First, we will generate and normalize 10 million synthetic random walk data points.


n_points = 10_000_000
np.random.seed(42)  # Set seed for reproducibility

steps = np.random.choice([-1, 1], size=n_points)
random_walk = np.cumsum(steps)
normalized_walk = (random_walk - np.min(random_walk)) / (np.max(random_walk) - np.min(random_walk))
start_time = pd.Timestamp('2024-01-01 09:30:00')
time_series = pd.date_range(start=start_time, periods=n_points, freq='S')
synthetic_data = pd.DataFrame({
    'timestamp': time_series,
    'close': normalized_walk
})

Financial markets use the concept of random walks to model asset prices, suggesting that price changes are random and unpredictable. This aligns with the Efficient Market Hypothesis, which states that all known information is already reflected in prices.
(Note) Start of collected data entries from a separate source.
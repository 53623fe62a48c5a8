//! Type inference: the typed AST.
//!
//! Every identifier occurrence that resolves to a known symbol is typed with
//! that symbol; the rest are untyped. This is the full extent of the type
//! system, which is enough for type coverage to distinguish resolved from unresolved
//! code, which is the contract the daemon needs.

use loam_core::{Span, SymbolName};
use serde::{Deserialize, Serialize};

use crate::ast::{Ast, DefKind};

/// Where symbol kinds come from during inference.
pub trait SymbolResolver {
    fn kind_of(&self, name: &SymbolName) -> Option<DefKind>;
}

#[derive(Clone, Debug, PartialEq, Eq, Serialize, Deserialize)]
pub struct TypedSpan {
    pub span: Span,
    pub symbol: SymbolName,
    pub kind: DefKind,
}

/// The typed AST of a single file.
#[derive(Clone, Debug, Default, PartialEq, Eq, Serialize, Deserialize)]
pub struct Tast {
    pub typed: Vec<TypedSpan>,
    pub untyped: Vec<Span>,
}

impl Tast {
    /// Covered fraction in percent, rounded down. An empty file is fully
    /// covered.
    pub fn coverage_percent(&self) -> u32 {
        let total = self.typed.len() + self.untyped.len();
        if total == 0 {
            return 100;
        }
        (self.typed.len() * 100 / total) as u32
    }
}

pub fn infer(ast: &Ast, resolver: &dyn SymbolResolver) -> Tast {
    let mut tast = Tast::default();
    for word in &ast.words {
        match resolver.kind_of(&word.text) {
            Some(kind) => tast.typed.push(TypedSpan {
                span: word.span,
                symbol: word.text.clone(),
                kind,
            }),
            None => tast.untyped.push(word.span),
        }
    }
    tast
}
//! The Loam IDE daemon.
//!
//! A long-lived sidecar that answers language-service queries over a framed
//! binary pipe while the repository mutates on disk. One cooperative task
//! drives everything: the request pump, the change-backlog processor and the
//! telemetry flush all run as turns of the same loop, so no query ever
//! observes a half-applied invalidation.

pub mod backlog;
pub mod config;
pub mod error;
pub mod init;
pub mod protocol;
pub mod server;
pub mod state;
pub mod stubs;
pub mod telemetry;
pub mod wire;

pub use config::DaemonConfig;
pub use error::DaemonError;
pub use protocol::{ClientMessage, DocLoc, Notification, Request, ResponsePayload, ServerMessage};
pub use server::Daemon;
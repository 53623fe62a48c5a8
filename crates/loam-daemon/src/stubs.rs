//! Standard-library stubs.
//!
//! The stubs ship inside the binary and are materialized into a fresh scratch
//! directory at initialize time; the directory is deleted on shutdown. An
//! external cleaner may remove it while the daemon runs, so entry-creating
//! operations re-materialize on demand (see
//! [`InitializedState::ensure_stubs`](crate::state::InitializedState::ensure_stubs)).

use std::io;

use tempfile::TempDir;

pub const STDLIB_STUBS: &[(&str, &str)] = &[
    (
        "prelude.lm",
        "fun print(value)\nfun len(collection)\nfun assert_true(condition)\nconst NOTHING\n",
    ),
    (
        "collections.lm",
        "class Vector {\n    method push(item)\n    method pop()\n    method at(index)\n    prop size\n}\nclass Map extends Vector {\n    method get(key)\n    method put(key, value)\n}\n",
    ),
];

pub fn materialize_stubs() -> io::Result<TempDir> {
    let dir = tempfile::Builder::new().prefix("loam-stubs-").tempdir()?;
    for (name, text) in STDLIB_STUBS {
        std::fs::write(dir.path().join(name), text)?;
    }
    tracing::debug!(
        target = "loam.daemon",
        dir = %dir.path().display(),
        files = STDLIB_STUBS.len(),
        "materialized standard-library stubs"
    );
    Ok(dir)
}

#[cfg(test)]
mod tests {
    use super::*;

    #[test]
    fn stubs_land_on_disk_and_vanish_with_the_dir() {
        let dir = materialize_stubs().unwrap();
        let prelude = dir.path().join("prelude.lm");
        assert!(prelude.exists());
        let root = dir.path().to_path_buf();
        drop(dir);
        assert!(!root.exists());
    }
}
//! Folded declarations and class linearization.
//!
//! Folding resolves a class's inherited members through its ancestor chain.
//! The chain is obtained from a [`ShallowProvider`] so the caller decides
//! where shallow declarations come from (shared cache, quarantine side store,
//! disk).

use std::collections::BTreeMap;
use std::collections::HashSet;
use std::sync::Arc;

use loam_core::{Span, SymbolName};
use serde::{Deserialize, Serialize};

use crate::ast::MemberKind;
use crate::shallow::ShallowClass;

/// The method-resolution order of a class: the class itself followed by its
/// ancestors, nearest first.
pub type Linearization = Vec<SymbolName>;

/// Where shallow class declarations come from during folding.
pub trait ShallowProvider {
    fn shallow_class(&self, name: &SymbolName) -> Option<Arc<ShallowClass>>;
}

#[derive(Clone, Debug, PartialEq, Eq, Serialize, Deserialize)]
pub struct FoldedMember {
    /// The class in the linearization that supplied this member.
    pub origin: SymbolName,
    pub kind: MemberKind,
    pub params: Vec<String>,
    pub span: Span,
}

/// A class with all inherited members resolved.
#[derive(Clone, Debug, PartialEq, Eq, Serialize, Deserialize)]
pub struct FoldedClass {
    pub name: SymbolName,
    pub linearization: Linearization,
    pub members: BTreeMap<SymbolName, FoldedMember>,
    pub span: Span,
}

/// Compute the linearization of `name`, or `None` if it is not a known class.
///
/// Unknown ancestors end the chain; a class appearing twice (inheritance
/// cycle) is skipped, so the walk always terminates.
pub fn linearize(name: &SymbolName, provider: &dyn ShallowProvider) -> Option<Linearization> {
    let mut chain = Vec::new();
    let mut seen = HashSet::new();
    let mut current = provider.shallow_class(name)?;
    loop {
        if !seen.insert(current.name.clone()) {
            break;
        }
        chain.push(current.name.clone());
        let Some(parent) = current.parent.as_ref() else {
            break;
        };
        let Some(next) = provider.shallow_class(parent) else {
            break;
        };
        current = next;
    }
    Some(chain)
}

/// Fold `name` through its ancestor chain. The nearest definition of a member
/// wins.
pub fn fold_class(name: &SymbolName, provider: &dyn ShallowProvider) -> Option<FoldedClass> {
    let linearization = linearize(name, provider)?;
    let span = provider.shallow_class(name)?.span;

    let mut members = BTreeMap::new();
    for ancestor in linearization.iter().rev() {
        let Some(class) = provider.shallow_class(ancestor) else {
            continue;
        };
        for method in &class.methods {
            members.insert(
                method.name.clone(),
                FoldedMember {
                    origin: ancestor.clone(),
                    kind: MemberKind::Method,
                    params: method.params.clone(),
                    span: method.span,
                },
            );
        }
        for prop in &class.props {
            members.insert(
                prop.clone(),
                FoldedMember {
                    origin: ancestor.clone(),
                    kind: MemberKind::Prop,
                    params: Vec::new(),
                    span: class.span,
                },
            );
        }
    }

    Some(FoldedClass {
        name: name.clone(),
        linearization,
        members,
        span,
    })
}
//! Shallow declarations: per-symbol signatures without transitive resolution.

use loam_core::{Span, SymbolName};
use serde::{Deserialize, Serialize};

use crate::ast::{Ast, DefKind, MemberKind};

#[derive(Clone, Debug, PartialEq, Eq, Serialize, Deserialize)]
pub struct ShallowMethod {
    pub name: SymbolName,
    pub params: Vec<String>,
    pub span: Span,
}

#[derive(Clone, Debug, PartialEq, Eq, Serialize, Deserialize)]
pub struct ShallowClass {
    pub name: SymbolName,
    pub parent: Option<SymbolName>,
    pub methods: Vec<ShallowMethod>,
    pub props: Vec<SymbolName>,
    pub span: Span,
}

#[derive(Clone, Debug, PartialEq, Eq, Serialize, Deserialize)]
pub struct ShallowFun {
    pub name: SymbolName,
    pub params: Vec<String>,
    pub span: Span,
}

#[derive(Clone, Debug, PartialEq, Eq, Serialize, Deserialize)]
pub struct ShallowConst {
    pub name: SymbolName,
    pub span: Span,
}

#[derive(Clone, Debug, PartialEq, Eq, Serialize, Deserialize)]
pub enum ShallowDecl {
    Class(ShallowClass),
    Fun(ShallowFun),
    Const(ShallowConst),
}

impl ShallowDecl {
    pub fn name(&self) -> &SymbolName {
        match self {
            ShallowDecl::Class(class) => &class.name,
            ShallowDecl::Fun(fun) => &fun.name,
            ShallowDecl::Const(konst) => &konst.name,
        }
    }

    pub fn span(&self) -> Span {
        match self {
            ShallowDecl::Class(class) => class.span,
            ShallowDecl::Fun(fun) => fun.span,
            ShallowDecl::Const(konst) => konst.span,
        }
    }

    pub fn kind(&self) -> DefKind {
        match self {
            ShallowDecl::Class(_) => DefKind::Class,
            ShallowDecl::Fun(_) => DefKind::Fun,
            ShallowDecl::Const(_) => DefKind::Const,
        }
    }

    /// A one-line signature suitable for hover and completion detail.
    pub fn signature(&self) -> String {
        match self {
            ShallowDecl::Class(class) => match &class.parent {
                Some(parent) => format!("class {} extends {parent}", class.name),
                None => format!("class {}", class.name),
            },
            ShallowDecl::Fun(fun) => format!("fun {}({})", fun.name, fun.params.join(", ")),
            ShallowDecl::Const(konst) => format!("const {}", konst.name),
        }
    }
}

/// Extract the shallow declaration of every definition in `ast`.
pub fn shallow_decls(ast: &Ast) -> Vec<(SymbolName, ShallowDecl)> {
    ast.defs
        .iter()
        .map(|def| {
            let decl = match def.kind {
                DefKind::Class => ShallowDecl::Class(ShallowClass {
                    name: def.name.clone(),
                    parent: def.extends.clone(),
                    methods: def
                        .members
                        .iter()
                        .filter(|m| m.kind == MemberKind::Method)
                        .map(|m| ShallowMethod {
                            name: m.name.clone(),
                            params: m.params.clone(),
                            span: m.span,
                        })
                        .collect(),
                    props: def
                        .members
                        .iter()
                        .filter(|m| m.kind == MemberKind::Prop)
                        .map(|m| m.name.clone())
                        .collect(),
                    span: def.span,
                }),
                DefKind::Fun => ShallowDecl::Fun(ShallowFun {
                    name: def.name.clone(),
                    params: def.params.clone(),
                    span: def.span,
                }),
                DefKind::Const => ShallowDecl::Const(ShallowConst {
                    name: def.name.clone(),
                    span: def.span,
                }),
            };
            (def.name.clone(), decl)
        })
        .collect()
}
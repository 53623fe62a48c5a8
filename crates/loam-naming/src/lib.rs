//! Naming tables: which file defines which symbol.
//!
//! The forward table (path → symbols) and reverse table (symbol → path)
//! reflect **disk only**; editor buffers never reach them. The reverse table
//! is a delta layered over a persistent index loaded from saved state.

mod file_info;
mod forward;
mod reverse;
mod saved_state;

pub use file_info::FileInfo;
pub use forward::ForwardNamingTable;
pub use reverse::ReverseNamingTable;
pub use saved_state::{
    write_saved_state, DiskSavedStateLoader, LoadError, NamingIndex, SavedState, SavedStateLoader,
};
//! Wire-visible errors.

use loam_naming::LoadError;
use serde::{Deserialize, Serialize};

/// Errors a response can carry.
///
/// Backlog failures are deliberately absent: they are logged and swallowed.
/// Transport failures never reach the wire; they terminate the loop.
#[derive(Clone, Debug, PartialEq, Eq, thiserror::Error, Serialize, Deserialize)]
pub enum DaemonError {
    /// The saved-state loader failed.
    #[error("failed to initialize: {0}")]
    InitLoadFailure(#[from] LoadError),

    /// Anything else that went wrong during initialize.
    #[error("failed to initialize: {debug}")]
    InitUncaught { debug: String },

    /// A message arrived in a state that does not accept it.
    #[error("{message}")]
    WrongState { state: String, message: String },

    /// A handler failed while processing an accepted request. The daemon
    /// stays up.
    #[error("request failed: {debug}")]
    HandlerUncaught { debug: String },
}

impl DaemonError {
    pub fn not_yet_initialized() -> Self {
        Self::WrongState {
            state: "initializing".to_string(),
            message: "not yet initialized".to_string(),
        }
    }

    pub fn already_initialized() -> Self {
        Self::WrongState {
            state: "initialized".to_string(),
            message: "already initialized".to_string(),
        }
    }
}
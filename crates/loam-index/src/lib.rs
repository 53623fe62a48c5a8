//! Symbol index for autocomplete ranking.
//!
//! Built once from the saved-state naming index, then kept current with the
//! per-file delta the change-backlog processor produces. Candidates are found
//! by case-insensitive prefix; ranking prefers exact-case prefix matches,
//! then shorter names.

use std::collections::BTreeMap;

use loam_core::SymbolName;
use loam_lang::DefKind;
use loam_naming::{FileInfo, NamingIndex};
use serde::{Deserialize, Serialize};

#[derive(Clone, Debug, PartialEq, Eq, Serialize, Deserialize)]
pub struct IndexedSymbol {
    pub name: SymbolName,
    pub kind: DefKind,
}

/// The autocomplete candidate service.
#[derive(Debug, Default)]
pub struct SymbolIndexEnv {
    /// Keyed by the lowercased name; each bucket holds the case-preserving
    /// symbols sharing it.
    entries: BTreeMap<String, Vec<IndexedSymbol>>,
}

impl SymbolIndexEnv {
    pub fn from_naming_index(index: &NamingIndex) -> Self {
        let mut env = Self::default();
        for (_, info) in index.files() {
            env.add_file_info(info);
        }
        env
    }

    /// Apply the naming delta of one processed file change.
    pub fn apply_delta(&mut self, old: Option<&FileInfo>, new: Option<&FileInfo>) {
        if let Some(old) = old {
            for (name, _) in old.symbols_with_kinds() {
                let key = name.as_str().to_lowercase();
                if let Some(bucket) = self.entries.get_mut(&key) {
                    bucket.retain(|sym| &sym.name != name);
                    if bucket.is_empty() {
                        self.entries.remove(&key);
                    }
                }
            }
        }
        if let Some(new) = new {
            self.add_file_info(new);
        }
    }

    fn add_file_info(&mut self, info: &FileInfo) {
        for (name, kind) in info.symbols_with_kinds() {
            let bucket = self.entries.entry(name.as_str().to_lowercase()).or_default();
            // Conflicting re-definitions collapse to one candidate.
            if !bucket.iter().any(|sym| &sym.name == name) {
                bucket.push(IndexedSymbol {
                    name: name.clone(),
                    kind,
                });
            }
        }
    }

    pub fn search(&self, query: &str, limit: usize) -> Vec<IndexedSymbol> {
        if query.is_empty() || limit == 0 {
            return Vec::new();
        }
        let needle = query.to_lowercase();

        let mut results: Vec<&IndexedSymbol> = self
            .entries
            .range(needle.clone()..)
            .take_while(|(key, _)| key.starts_with(&needle))
            .flat_map(|(_, bucket)| bucket.iter())
            .collect();

        results.sort_by(|a, b| {
            let a_exact = a.name.as_str().starts_with(query);
            let b_exact = b.name.as_str().starts_with(query);
            b_exact
                .cmp(&a_exact)
                .then(a.name.as_str().len().cmp(&b.name.as_str().len()))
                .then(a.name.as_str().cmp(b.name.as_str()))
        });
        results.into_iter().take(limit).cloned().collect()
    }

    pub fn len(&self) -> usize {
        self.entries.values().map(Vec::len).sum()
    }

    pub fn is_empty(&self) -> bool {
        self.entries.is_empty()
    }
}
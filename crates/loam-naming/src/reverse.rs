//! Reverse naming table: symbol → defining file.

use std::collections::HashMap;
use std::sync::Arc;

use loam_core::{SourcePath, SymbolName};

use crate::saved_state::NamingIndex;

/// A delta layered over the persistent index loaded from saved state.
///
/// Reflects disk only. `None` in the delta marks a symbol deleted since the
/// saved state; on conflicting redefinitions across files the last writer
/// wins.
#[derive(Debug)]
pub struct ReverseNamingTable {
    base: Arc<HashMap<SymbolName, SourcePath>>,
    delta: HashMap<SymbolName, Option<SourcePath>>,
}

impl ReverseNamingTable {
    pub fn from_index(index: &NamingIndex) -> Self {
        Self {
            base: Arc::new(index.symbol_to_file()),
            delta: HashMap::new(),
        }
    }

    pub fn get(&self, name: &SymbolName) -> Option<&SourcePath> {
        match self.delta.get(name) {
            Some(slot) => slot.as_ref(),
            None => self.base.get(name),
        }
    }

    pub fn remove_symbols<'a>(&mut self, names: impl Iterator<Item = &'a SymbolName>) {
        for name in names {
            self.delta.insert(name.clone(), None);
        }
    }

    pub fn add_symbols<'a>(
        &mut self,
        names: impl Iterator<Item = &'a SymbolName>,
        path: &SourcePath,
    ) {
        for name in names {
            self.delta.insert(name.clone(), Some(path.clone()));
        }
    }

    #[cfg(test)]
    pub fn delta_len(&self) -> usize {
        self.delta.len()
    }
}

#[cfg(test)]
mod tests {
    use super::*;
    use crate::file_info::FileInfo;
    use pretty_assertions::assert_eq;

    fn index_with(path: &SourcePath, fun: &str) -> NamingIndex {
        NamingIndex::from_files([(
            path.clone(),
            FileInfo {
                funs: vec![SymbolName::from(fun)],
                ..FileInfo::default()
            },
        )])
    }

    #[test]
    fn delta_shadows_base() {
        let a = SourcePath::repo("a.lm");
        let b = SourcePath::repo("b.lm");
        let mut rnt = ReverseNamingTable::from_index(&index_with(&a, "f"));

        let f = SymbolName::from("f");
        assert_eq!(rnt.get(&f), Some(&a));

        rnt.add_symbols([f.clone()].iter(), &b);
        assert_eq!(rnt.get(&f), Some(&b));

        rnt.remove_symbols([f.clone()].iter());
        assert_eq!(rnt.get(&f), None);
    }

    #[test]
    fn last_writer_wins_on_conflicts() {
        let a = SourcePath::repo("a.lm");
        let b = SourcePath::repo("b.lm");
        let mut rnt = ReverseNamingTable::from_index(&NamingIndex::default());

        let f = SymbolName::from("f");
        rnt.add_symbols([f.clone()].iter(), &a);
        rnt.add_symbols([f.clone()].iter(), &b);
        assert_eq!(rnt.get(&f), Some(&b));
    }
}
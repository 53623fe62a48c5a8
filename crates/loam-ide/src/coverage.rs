//! Type coverage: which identifier occurrences resolved.

use loam_core::Span;
use loam_decl::Snapshot;
use loam_vfs::Entry;
use serde::{Deserialize, Serialize};

#[derive(Clone, Debug, PartialEq, Eq, Serialize, Deserialize)]
pub struct TypeCoverageResult {
    pub covered: Vec<Span>,
    pub uncovered: Vec<Span>,
    pub percent: u32,
}

pub fn type_coverage(snap: &Snapshot<'_>, entry: &Entry) -> TypeCoverageResult {
    let tast = snap.tast(entry);
    TypeCoverageResult {
        covered: tast.typed.iter().map(|t| t.span).collect(),
        uncovered: tast.untyped.clone(),
        percent: tast.coverage_percent(),
    }
}
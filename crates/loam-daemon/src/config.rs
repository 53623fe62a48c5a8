//! Daemon configuration.
//!
//! Carried inside the `Initialize` request, and also loadable by the binary
//! from a JSON file (`--config <path>`, falling back to `LOAM_CONFIG_PATH`).
//! A broken config never prevents startup: it logs a warning and falls back
//! to defaults.

use std::path::{Path, PathBuf};
use std::time::Duration;

use serde::{Deserialize, Serialize};

const DEFAULT_FLUSH_SECS: u64 = 30;

fn default_flush_secs() -> u64 {
    DEFAULT_FLUSH_SECS
}

#[derive(Clone, Debug, PartialEq, Eq, Serialize, Deserialize)]
#[serde(default)]
pub struct DaemonConfig {
    #[serde(default = "default_flush_secs")]
    pub telemetry_flush_interval_secs: u64,
    /// Where the rolling log goes. Defaults to `loam-daemon.log` under the OS
    /// temp directory.
    pub log_file: Option<PathBuf>,
    pub verbose: bool,
}

impl Default for DaemonConfig {
    fn default() -> Self {
        Self {
            telemetry_flush_interval_secs: DEFAULT_FLUSH_SECS,
            log_file: None,
            verbose: false,
        }
    }
}

impl DaemonConfig {
    pub fn telemetry_flush_interval(&self) -> Duration {
        Duration::from_secs(self.telemetry_flush_interval_secs.max(1))
    }

    pub fn load_from_path(path: &Path) -> anyhow::Result<Self> {
        let text = std::fs::read_to_string(path)?;
        Ok(serde_json::from_str(&text)?)
    }

    /// Resolve the config for this process: the explicit `--config` argument,
    /// then `LOAM_CONFIG_PATH`, then defaults.
    pub fn load(config_arg: Option<&Path>) -> Self {
        let path = config_arg
            .map(Path::to_path_buf)
            .or_else(|| std::env::var_os("LOAM_CONFIG_PATH").map(PathBuf::from));
        let Some(path) = path else {
            return Self::default();
        };
        match Self::load_from_path(&path) {
            Ok(config) => config,
            Err(err) => {
                eprintln!(
                    "loam-daemon: failed to load config from {}: {err}",
                    path.display()
                );
                Self::default()
            }
        }
    }
}

#[cfg(test)]
mod tests {
    use super::*;
    use pretty_assertions::assert_eq;

    #[test]
    fn missing_fields_fall_back_to_defaults() {
        let config: DaemonConfig = serde_json::from_str("{}").unwrap();
        assert_eq!(config, DaemonConfig::default());

        let config: DaemonConfig =
            serde_json::from_str(r#"{"telemetry_flush_interval_secs": 5}"#).unwrap();
        assert_eq!(config.telemetry_flush_interval(), Duration::from_secs(5));
        assert!(!config.verbose);
    }

    #[test]
    fn zero_interval_is_clamped() {
        let config = DaemonConfig {
            telemetry_flush_interval_secs: 0,
            ..DaemonConfig::default()
        };
        assert_eq!(config.telemetry_flush_interval(), Duration::from_secs(1));
    }
}
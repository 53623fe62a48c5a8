//! Per-method request counters, flushed periodically through tracing.

use std::collections::HashMap;
use std::time::Duration;

#[derive(Debug, Default, Clone, Copy)]
struct MethodStats {
    count: u64,
    errors: u64,
    total: Duration,
}

#[derive(Debug, Default)]
pub struct RequestMetrics {
    methods: HashMap<&'static str, MethodStats>,
    dirty: bool,
}

impl RequestMetrics {
    pub fn record(&mut self, method: &'static str, elapsed: Duration, is_error: bool) {
        let stats = self.methods.entry(method).or_default();
        stats.count += 1;
        stats.total += elapsed;
        if is_error {
            stats.errors += 1;
        }
        self.dirty = true;
    }

    /// Emit one line per method seen since the last flush.
    pub fn flush(&mut self) {
        if !self.dirty {
            return;
        }
        for (method, stats) in &self.methods {
            tracing::info!(
                target = "loam.daemon.telemetry",
                method,
                count = stats.count,
                errors = stats.errors,
                total_ms = stats.total.as_millis() as u64,
                "request stats"
            );
        }
        self.dirty = false;
    }
}

#[cfg(test)]
mod tests {
    use super::*;

    #[test]
    fn flush_clears_the_dirty_flag_but_keeps_totals() {
        let mut metrics = RequestMetrics::default();
        metrics.record("hover", Duration::from_millis(3), false);
        metrics.record("hover", Duration::from_millis(4), true);
        metrics.flush();
        assert!(!metrics.dirty);

        let stats = metrics.methods["hover"];
        assert_eq!(stats.count, 2);
        assert_eq!(stats.errors, 1);
    }
}
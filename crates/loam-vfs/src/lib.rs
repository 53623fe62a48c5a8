//! Editor-held buffers and the file-system seam.

mod entry;
mod fs;

pub use entry::{Entry, EntryTable};
pub use fs::{FileSystem, LocalFs, MemoryFs, SharedResolver};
Let’s plot our results into a graph.


plt.figure(figsize=(10, 5))
plt.plot(synthetic_data['timestamp'], synthetic_data['close'], linewidth=0.5)
plt.title('Normalized Random Walk (10 Million Data Points)')
plt.xlabel('Timestamp')
plt.ylabel('Normalized Close Price')
plt.show()

Now that our market data has been generated, we will initiate a session in KDB.AI.

If you want to follow along, visit https://trykdb.kx.com/ to sign up for your free cloud edition. Registration is simple and doesn’t require a credit card; just remember to note your endpoint and API key, which you will need in the code below.


KDBAI_ENDPOINT = (
    os.environ["KDBAI_ENDPOINT"]
    if "KDBAI_ENDPOINT" in os.environ
    else input("KDB.AI endpoint: ")
)
KDBAI_API_KEY = (
    os.environ["KDBAI_API_KEY"]
    if "KDBAI_API_KEY" in os.environ
    else getpass("KDB.AI API key: ")
)

session = kdbai.Session(api_key=KDBAI_API_KEY, endpoint=KDBAI_ENDPOINT)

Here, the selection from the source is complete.